Não há conteúdos obrigatórios e impostos aos aprendizes, visto que o grupo também se torna aprendiz no processo e a busca por soluções são compartilhadas colaborativamente. Criam-se, assim, territórios de pensamento, experimentações e ações, onde é possível exercitar livremente as propostas geradas pelo coletivo e promover a reflexão sobre as ações e resultados: aprendizagem e ação não ficam dissociadas.
Vemos inúmeras utilidades na aprendizagem pela ação, que vão desde a possibilidade de compartilhar questões práticas do cotidiano e mobilizar pessoas para gerar novas alternativas de resolução até solucionar problemas na escala individual de forma criativa e compartilhada pela escala coletiva.
Ao realizar intervenções locais com visões globais – por meio da ação e da visão do grupo – e remodelar soluções globais com demandas locais, percebemos a desobstrução de caminhos para a ação pessoal e um ganho expressivo na possibilidade de repensar alternativas por meio da ação comum.
É o aprendizado da ação, para a ação e por meio da ação.

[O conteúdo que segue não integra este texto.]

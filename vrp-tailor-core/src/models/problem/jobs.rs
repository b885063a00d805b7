use crate::models::common::{Demand, Duration, Location, TimeWindow};
use rustc_hash::FxHashSet;

/// Specifies job kind which defines how demand affects vehicle load.
#[derive(Clone, Copy, Debug, PartialEq, Eq)]
pub enum JobKind {
    /// Goods are loaded at route start and dropped at job location.
    Delivery,
    /// Goods are picked up at job location and carried till route end.
    Pickup,
}

/// Represents a job: a delivery or pickup task at a specific location.
#[derive(Clone, Debug)]
pub struct Job {
    /// A job id.
    pub id: String,
    /// Job kind.
    pub kind: JobKind,
    /// Job location.
    pub location: Location,
    /// Amount of goods.
    pub demand: Demand,
    /// Service duration.
    pub duration: Duration,
    /// Setup duration which is spent only when vehicle comes from another location.
    pub setup_duration: Duration,
    /// Time windows when service can start, empty means any time.
    pub time_windows: Vec<TimeWindow>,
    /// Skills required to serve the job.
    pub skills: FxHashSet<String>,
}
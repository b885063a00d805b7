#[cfg(test)]
#[path = "../../tests/unit/utils/math_test.rs"]
mod math_test;

/// Returns coefficient of variation: standard deviation divided by mean.
/// Zero mean gives zero to keep the value usable as a convergence signal.
pub fn get_cv(values: &[f64]) -> f64 {
    let (variance, mean) = get_variance_mean(values);
    if mean == 0. {
        return 0.;
    }

    variance.sqrt() / mean
}

/// Gets mean of values using given slice.
pub fn get_mean_slice(values: &[f64]) -> f64 {
    if values.is_empty() { 0. } else { values.iter().sum::<f64>() / values.len() as f64 }
}

/// Returns variance and mean.
fn get_variance_mean(values: &[f64]) -> (f64, f64) {
    if values.is_empty() {
        return (0., 0.);
    }

    let mean = get_mean_slice(values);

    let (first, second) = values.iter().fold((0., 0.), |acc, v| {
        let dev = v - mean;
        (acc.0 + dev * dev, acc.1 + dev)
    });

    // NOTE Bessel's correction is not used here
    ((first - (second * second / values.len() as f64)) / (values.len() as f64), mean)
}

Referências Bibliográficas:
FRANCO, A. D. Capital Social. Brasília: Instituto de Política Millennium, 2001.
MARQUARDT, M. J. O Poder da Aprendizagem Pela Ação: Como Solucionar Problemas e Desenvolver Líderes em Tempo Real. Rio de Janeiro: Senac, 2005. 216p.
MATURANA, H. R. A Ontologia da Realidade. 3ª reimp. Belo Horizonte: Editora UFMG, 2002.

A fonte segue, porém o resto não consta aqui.